TASK BRIEF: From the records below, copy every line that contains the word "PartialEq".

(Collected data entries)
*** Begin section ***

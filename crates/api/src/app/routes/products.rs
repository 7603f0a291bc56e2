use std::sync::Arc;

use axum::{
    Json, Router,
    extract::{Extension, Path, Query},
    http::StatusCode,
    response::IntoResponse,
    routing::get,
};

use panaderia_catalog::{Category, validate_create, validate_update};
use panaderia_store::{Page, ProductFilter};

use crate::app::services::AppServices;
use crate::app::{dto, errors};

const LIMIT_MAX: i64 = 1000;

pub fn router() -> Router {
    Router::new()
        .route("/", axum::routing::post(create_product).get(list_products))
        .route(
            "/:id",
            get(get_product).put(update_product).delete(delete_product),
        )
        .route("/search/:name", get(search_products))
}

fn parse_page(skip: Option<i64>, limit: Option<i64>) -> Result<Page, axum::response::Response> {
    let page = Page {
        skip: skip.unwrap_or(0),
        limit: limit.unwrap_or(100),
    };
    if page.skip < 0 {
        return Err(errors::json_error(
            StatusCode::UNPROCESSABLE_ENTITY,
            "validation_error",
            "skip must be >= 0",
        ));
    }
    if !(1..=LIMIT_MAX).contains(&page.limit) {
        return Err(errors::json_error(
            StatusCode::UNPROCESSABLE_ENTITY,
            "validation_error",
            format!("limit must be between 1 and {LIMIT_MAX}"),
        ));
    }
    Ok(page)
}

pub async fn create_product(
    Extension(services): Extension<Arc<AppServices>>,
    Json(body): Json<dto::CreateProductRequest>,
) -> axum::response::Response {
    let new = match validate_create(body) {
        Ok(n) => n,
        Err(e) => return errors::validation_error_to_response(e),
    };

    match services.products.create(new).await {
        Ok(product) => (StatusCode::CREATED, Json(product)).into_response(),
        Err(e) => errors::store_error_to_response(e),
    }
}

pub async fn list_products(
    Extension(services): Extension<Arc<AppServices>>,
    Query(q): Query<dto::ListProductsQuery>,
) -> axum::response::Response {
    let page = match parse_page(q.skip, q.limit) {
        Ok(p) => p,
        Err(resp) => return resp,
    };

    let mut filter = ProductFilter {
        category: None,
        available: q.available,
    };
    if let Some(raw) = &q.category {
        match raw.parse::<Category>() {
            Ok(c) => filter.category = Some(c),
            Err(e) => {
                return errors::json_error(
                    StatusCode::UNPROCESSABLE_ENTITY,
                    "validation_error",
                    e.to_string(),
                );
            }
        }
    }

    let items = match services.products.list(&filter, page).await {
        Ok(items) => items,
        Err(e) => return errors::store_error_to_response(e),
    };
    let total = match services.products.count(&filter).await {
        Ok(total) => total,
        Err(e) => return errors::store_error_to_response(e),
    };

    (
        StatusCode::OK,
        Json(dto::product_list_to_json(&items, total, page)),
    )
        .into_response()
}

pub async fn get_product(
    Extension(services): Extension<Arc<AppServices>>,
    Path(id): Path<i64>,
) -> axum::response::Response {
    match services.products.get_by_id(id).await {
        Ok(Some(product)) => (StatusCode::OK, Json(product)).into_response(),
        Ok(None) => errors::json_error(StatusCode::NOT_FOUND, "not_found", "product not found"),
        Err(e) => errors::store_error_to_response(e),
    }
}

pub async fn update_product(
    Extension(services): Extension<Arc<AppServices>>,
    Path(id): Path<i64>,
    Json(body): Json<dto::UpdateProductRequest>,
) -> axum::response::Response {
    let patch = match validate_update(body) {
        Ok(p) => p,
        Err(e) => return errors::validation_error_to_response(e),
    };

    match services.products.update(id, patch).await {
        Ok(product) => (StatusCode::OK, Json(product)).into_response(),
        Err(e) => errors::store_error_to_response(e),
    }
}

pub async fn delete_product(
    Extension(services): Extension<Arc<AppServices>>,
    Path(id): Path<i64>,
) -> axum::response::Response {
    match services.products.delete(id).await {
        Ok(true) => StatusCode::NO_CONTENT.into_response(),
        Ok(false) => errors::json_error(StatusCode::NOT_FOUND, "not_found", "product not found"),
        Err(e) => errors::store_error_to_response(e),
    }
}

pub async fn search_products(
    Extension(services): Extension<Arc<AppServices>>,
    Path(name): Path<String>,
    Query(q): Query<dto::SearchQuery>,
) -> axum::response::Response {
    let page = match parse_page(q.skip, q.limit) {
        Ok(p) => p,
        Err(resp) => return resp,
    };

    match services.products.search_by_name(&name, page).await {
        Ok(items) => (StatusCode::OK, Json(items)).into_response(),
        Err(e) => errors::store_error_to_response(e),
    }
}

*** End section ***
*** Begin section ***

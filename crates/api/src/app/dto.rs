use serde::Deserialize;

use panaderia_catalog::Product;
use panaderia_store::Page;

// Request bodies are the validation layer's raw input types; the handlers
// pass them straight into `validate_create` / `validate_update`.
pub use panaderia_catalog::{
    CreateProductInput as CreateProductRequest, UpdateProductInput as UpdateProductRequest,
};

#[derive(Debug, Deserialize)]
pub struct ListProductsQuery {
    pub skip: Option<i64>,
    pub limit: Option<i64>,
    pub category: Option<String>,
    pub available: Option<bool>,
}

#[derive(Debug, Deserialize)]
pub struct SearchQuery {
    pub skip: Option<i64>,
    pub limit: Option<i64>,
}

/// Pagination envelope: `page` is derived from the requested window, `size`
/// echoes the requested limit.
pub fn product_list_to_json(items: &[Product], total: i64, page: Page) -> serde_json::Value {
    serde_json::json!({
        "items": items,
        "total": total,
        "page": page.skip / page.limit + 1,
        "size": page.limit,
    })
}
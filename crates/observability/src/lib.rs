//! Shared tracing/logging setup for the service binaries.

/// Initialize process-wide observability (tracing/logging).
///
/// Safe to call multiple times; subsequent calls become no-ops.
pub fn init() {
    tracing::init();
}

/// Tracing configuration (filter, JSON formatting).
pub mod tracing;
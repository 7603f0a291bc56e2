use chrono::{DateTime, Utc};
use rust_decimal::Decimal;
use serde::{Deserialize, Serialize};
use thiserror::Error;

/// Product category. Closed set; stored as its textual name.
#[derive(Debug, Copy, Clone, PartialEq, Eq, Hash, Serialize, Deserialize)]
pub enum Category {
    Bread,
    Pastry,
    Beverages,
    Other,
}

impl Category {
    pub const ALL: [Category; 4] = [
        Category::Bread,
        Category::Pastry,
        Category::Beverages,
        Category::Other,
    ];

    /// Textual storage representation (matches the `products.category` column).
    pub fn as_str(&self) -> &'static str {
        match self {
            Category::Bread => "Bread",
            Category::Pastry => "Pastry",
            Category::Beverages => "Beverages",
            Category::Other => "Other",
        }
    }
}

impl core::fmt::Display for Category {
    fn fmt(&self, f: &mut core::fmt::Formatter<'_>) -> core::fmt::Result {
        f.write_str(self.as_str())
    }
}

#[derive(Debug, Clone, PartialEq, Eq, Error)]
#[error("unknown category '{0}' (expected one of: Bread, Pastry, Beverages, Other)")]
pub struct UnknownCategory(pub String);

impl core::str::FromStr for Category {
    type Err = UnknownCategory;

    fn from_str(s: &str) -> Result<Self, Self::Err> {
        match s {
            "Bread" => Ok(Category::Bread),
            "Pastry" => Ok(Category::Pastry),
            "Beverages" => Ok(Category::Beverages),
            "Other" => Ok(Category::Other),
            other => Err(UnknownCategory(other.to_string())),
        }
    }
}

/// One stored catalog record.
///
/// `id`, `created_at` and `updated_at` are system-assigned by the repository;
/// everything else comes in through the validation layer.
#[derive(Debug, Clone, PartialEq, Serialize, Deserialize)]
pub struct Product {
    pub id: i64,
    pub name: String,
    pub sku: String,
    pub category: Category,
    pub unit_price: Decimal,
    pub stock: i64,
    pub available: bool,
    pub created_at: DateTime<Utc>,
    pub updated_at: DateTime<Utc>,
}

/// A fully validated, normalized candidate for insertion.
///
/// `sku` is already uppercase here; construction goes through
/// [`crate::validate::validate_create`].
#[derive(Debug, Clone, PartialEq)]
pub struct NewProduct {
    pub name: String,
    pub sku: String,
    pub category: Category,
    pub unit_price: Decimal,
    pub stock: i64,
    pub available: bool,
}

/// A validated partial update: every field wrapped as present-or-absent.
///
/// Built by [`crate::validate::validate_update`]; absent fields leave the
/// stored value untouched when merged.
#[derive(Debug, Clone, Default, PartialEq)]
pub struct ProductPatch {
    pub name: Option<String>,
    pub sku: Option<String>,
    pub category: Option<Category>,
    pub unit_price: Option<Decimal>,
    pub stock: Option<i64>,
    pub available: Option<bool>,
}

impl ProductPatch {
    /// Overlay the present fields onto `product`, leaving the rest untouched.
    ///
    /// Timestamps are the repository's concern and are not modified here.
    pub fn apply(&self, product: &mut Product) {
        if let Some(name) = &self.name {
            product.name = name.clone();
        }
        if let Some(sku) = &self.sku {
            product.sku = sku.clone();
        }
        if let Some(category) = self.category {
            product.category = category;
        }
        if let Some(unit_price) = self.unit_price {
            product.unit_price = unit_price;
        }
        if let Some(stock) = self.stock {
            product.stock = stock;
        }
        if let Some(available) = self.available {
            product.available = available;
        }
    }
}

*** End section ***
*** Begin section ***

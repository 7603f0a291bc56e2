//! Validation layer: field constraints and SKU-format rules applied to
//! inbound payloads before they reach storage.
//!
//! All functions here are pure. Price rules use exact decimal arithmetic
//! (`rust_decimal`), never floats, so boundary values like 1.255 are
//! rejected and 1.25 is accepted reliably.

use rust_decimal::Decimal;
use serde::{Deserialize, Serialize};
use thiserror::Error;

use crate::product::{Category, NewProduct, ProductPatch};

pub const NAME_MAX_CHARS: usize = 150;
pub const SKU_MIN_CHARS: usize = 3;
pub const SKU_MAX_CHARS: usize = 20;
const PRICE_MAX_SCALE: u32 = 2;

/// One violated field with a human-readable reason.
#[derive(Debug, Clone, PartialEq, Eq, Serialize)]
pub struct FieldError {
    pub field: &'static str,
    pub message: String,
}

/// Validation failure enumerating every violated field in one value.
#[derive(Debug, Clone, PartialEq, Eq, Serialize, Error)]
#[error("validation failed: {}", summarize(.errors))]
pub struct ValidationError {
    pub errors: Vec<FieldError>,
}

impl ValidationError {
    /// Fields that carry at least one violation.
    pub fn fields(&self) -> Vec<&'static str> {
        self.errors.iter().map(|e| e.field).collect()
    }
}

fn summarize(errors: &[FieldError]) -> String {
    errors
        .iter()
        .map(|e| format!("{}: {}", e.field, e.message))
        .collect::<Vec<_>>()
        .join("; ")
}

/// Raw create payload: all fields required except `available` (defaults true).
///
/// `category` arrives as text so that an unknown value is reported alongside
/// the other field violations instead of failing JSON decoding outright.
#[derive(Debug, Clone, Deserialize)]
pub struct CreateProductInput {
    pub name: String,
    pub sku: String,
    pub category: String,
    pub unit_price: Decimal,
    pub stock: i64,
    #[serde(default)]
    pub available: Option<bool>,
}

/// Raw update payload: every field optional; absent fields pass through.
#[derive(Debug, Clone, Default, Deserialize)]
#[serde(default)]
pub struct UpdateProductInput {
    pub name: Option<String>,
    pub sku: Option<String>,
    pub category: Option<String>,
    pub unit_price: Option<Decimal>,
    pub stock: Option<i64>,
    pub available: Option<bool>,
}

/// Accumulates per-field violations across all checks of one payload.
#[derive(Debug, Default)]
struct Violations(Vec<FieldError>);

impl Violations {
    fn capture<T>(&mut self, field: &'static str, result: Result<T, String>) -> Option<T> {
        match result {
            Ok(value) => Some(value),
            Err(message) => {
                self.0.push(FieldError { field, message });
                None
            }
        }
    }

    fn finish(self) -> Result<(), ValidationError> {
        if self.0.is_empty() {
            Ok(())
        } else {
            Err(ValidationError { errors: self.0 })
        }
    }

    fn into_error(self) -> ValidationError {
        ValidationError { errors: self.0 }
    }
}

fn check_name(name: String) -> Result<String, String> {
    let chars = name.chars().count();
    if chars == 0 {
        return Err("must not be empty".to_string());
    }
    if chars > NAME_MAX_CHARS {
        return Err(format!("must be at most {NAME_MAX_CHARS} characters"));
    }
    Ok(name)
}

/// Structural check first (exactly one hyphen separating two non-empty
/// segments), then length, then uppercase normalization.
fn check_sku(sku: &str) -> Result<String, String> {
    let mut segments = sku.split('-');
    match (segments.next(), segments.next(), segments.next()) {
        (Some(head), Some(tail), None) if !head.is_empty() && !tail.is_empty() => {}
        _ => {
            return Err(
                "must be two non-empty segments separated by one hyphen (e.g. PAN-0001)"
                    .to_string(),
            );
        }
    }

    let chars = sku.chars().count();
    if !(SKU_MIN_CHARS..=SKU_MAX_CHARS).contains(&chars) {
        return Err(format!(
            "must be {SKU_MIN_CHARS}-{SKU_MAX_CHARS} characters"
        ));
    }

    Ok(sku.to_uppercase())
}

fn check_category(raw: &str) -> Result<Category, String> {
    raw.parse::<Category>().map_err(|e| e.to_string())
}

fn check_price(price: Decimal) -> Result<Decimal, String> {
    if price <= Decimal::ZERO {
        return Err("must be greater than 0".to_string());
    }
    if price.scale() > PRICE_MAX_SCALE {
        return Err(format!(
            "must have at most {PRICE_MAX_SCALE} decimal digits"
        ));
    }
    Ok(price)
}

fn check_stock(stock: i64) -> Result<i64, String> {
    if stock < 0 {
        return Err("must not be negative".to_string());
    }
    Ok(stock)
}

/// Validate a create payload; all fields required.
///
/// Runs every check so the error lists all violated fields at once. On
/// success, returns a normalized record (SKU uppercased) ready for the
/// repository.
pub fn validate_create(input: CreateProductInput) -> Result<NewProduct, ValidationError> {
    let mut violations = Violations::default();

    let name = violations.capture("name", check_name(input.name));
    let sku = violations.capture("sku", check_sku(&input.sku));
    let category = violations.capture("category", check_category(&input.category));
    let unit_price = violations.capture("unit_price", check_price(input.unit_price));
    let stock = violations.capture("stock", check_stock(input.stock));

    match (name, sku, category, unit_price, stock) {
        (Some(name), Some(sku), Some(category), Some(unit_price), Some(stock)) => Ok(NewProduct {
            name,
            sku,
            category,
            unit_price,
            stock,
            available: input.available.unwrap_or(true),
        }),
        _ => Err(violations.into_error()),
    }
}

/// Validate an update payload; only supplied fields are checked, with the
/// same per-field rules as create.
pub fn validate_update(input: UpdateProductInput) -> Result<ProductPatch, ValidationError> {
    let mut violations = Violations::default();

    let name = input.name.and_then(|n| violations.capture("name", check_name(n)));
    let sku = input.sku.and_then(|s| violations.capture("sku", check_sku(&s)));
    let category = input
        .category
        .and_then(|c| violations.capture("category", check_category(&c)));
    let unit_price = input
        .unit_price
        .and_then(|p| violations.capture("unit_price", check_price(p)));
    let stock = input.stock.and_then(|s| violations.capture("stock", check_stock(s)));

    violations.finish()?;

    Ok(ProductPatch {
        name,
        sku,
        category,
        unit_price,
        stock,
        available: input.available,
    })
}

*** End section ***

ANSWER TO THIS EXERCISE:
#[derive(Debug, Copy, Clone, PartialEq, Eq, Hash, Serialize, Deserialize)]
#[derive(Debug, Clone, PartialEq, Eq, Error)]
#[derive(Debug, Clone, PartialEq, Serialize, Deserialize)]
#[derive(Debug, Clone, PartialEq)]
#[derive(Debug, Clone, Default, PartialEq)]
#[derive(Debug, Clone, PartialEq, Eq, Serialize)]
#[derive(Debug, Clone, PartialEq, Eq, Serialize, Error)]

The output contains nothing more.